*Available records:*
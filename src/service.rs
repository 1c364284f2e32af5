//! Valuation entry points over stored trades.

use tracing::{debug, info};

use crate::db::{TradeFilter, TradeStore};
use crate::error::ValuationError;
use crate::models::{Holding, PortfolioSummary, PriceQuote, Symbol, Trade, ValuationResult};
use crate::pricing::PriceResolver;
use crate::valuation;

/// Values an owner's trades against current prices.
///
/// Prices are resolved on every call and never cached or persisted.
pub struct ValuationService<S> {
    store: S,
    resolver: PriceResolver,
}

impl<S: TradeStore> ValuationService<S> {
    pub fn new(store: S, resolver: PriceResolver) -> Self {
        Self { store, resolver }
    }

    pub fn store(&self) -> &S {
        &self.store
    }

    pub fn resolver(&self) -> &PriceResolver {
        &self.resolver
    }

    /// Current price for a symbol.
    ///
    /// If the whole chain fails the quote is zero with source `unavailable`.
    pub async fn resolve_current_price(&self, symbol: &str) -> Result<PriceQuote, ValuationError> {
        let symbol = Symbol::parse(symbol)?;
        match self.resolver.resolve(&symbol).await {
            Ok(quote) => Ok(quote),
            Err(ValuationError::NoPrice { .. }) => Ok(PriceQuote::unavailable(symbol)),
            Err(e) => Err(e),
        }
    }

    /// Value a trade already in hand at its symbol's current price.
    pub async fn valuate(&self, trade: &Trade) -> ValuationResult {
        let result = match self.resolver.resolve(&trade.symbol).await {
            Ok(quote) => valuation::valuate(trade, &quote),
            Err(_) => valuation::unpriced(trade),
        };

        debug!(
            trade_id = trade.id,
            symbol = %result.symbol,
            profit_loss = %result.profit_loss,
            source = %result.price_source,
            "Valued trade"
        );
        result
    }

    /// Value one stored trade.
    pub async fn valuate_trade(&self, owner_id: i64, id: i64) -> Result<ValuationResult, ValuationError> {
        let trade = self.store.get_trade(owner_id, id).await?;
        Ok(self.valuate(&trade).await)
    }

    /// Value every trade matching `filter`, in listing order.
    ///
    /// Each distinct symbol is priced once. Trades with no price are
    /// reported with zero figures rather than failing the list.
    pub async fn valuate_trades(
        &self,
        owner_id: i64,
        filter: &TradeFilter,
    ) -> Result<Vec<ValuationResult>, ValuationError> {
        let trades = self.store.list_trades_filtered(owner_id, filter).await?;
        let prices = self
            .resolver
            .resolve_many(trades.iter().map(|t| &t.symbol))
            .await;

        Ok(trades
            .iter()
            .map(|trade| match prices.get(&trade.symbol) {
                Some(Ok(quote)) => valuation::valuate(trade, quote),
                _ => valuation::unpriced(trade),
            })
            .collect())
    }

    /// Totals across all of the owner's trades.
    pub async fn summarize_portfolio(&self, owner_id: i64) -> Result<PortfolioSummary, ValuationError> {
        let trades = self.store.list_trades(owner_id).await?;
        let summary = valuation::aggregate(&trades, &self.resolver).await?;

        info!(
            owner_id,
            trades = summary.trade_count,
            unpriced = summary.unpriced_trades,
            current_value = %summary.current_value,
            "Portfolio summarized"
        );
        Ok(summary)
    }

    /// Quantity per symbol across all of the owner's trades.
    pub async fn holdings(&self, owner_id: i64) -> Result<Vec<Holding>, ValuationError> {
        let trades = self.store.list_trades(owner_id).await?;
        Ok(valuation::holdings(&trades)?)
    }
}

*Aim of the exercise:*
Up to and including the line that contains "no price are", output the records above exactly, beginning with their first line.

*Result:*
filename src/service.rs
repository 1c364284f2e32af5
//! Valuation entry points over stored trades.

use tracing::{debug, info};

use crate::db::{TradeFilter, TradeStore};
use crate::error::ValuationError;
use crate::models::{Holding, PortfolioSummary, PriceQuote, Symbol, Trade, ValuationResult};
use crate::pricing::PriceResolver;
use crate::valuation;

/// Values an owner's trades against current prices.
///
/// Prices are resolved on every call and never cached or persisted.
pub struct ValuationService<S> {
    store: S,
    resolver: PriceResolver,
}

impl<S: TradeStore> ValuationService<S> {
    pub fn new(store: S, resolver: PriceResolver) -> Self {
        Self { store, resolver }
    }

    pub fn store(&self) -> &S {
        &self.store
    }

    pub fn resolver(&self) -> &PriceResolver {
        &self.resolver
    }

    /// Current price for a symbol.
    ///
    /// If the whole chain fails the quote is zero with source `unavailable`.
    pub async fn resolve_current_price(&self, symbol: &str) -> Result<PriceQuote, ValuationError> {
        let symbol = Symbol::parse(symbol)?;
        match self.resolver.resolve(&symbol).await {
            Ok(quote) => Ok(quote),
            Err(ValuationError::NoPrice { .. }) => Ok(PriceQuote::unavailable(symbol)),
            Err(e) => Err(e),
        }
    }

    /// Value a trade already in hand at its symbol's current price.
    pub async fn valuate(&self, trade: &Trade) -> ValuationResult {
        let result = match self.resolver.resolve(&trade.symbol).await {
            Ok(quote) => valuation::valuate(trade, &quote),
            Err(_) => valuation::unpriced(trade),
        };

        debug!(
            trade_id = trade.id,
            symbol = %result.symbol,
            profit_loss = %result.profit_loss,
            source = %result.price_source,
            "Valued trade"
        );
        result
    }

    /// Value one stored trade.
    pub async fn valuate_trade(&self, owner_id: i64, id: i64) -> Result<ValuationResult, ValuationError> {
        let trade = self.store.get_trade(owner_id, id).await?;
        Ok(self.valuate(&trade).await)
    }

    /// Value every trade matching `filter`, in listing order.
    ///
    /// Each distinct symbol is priced once. Trades with no price are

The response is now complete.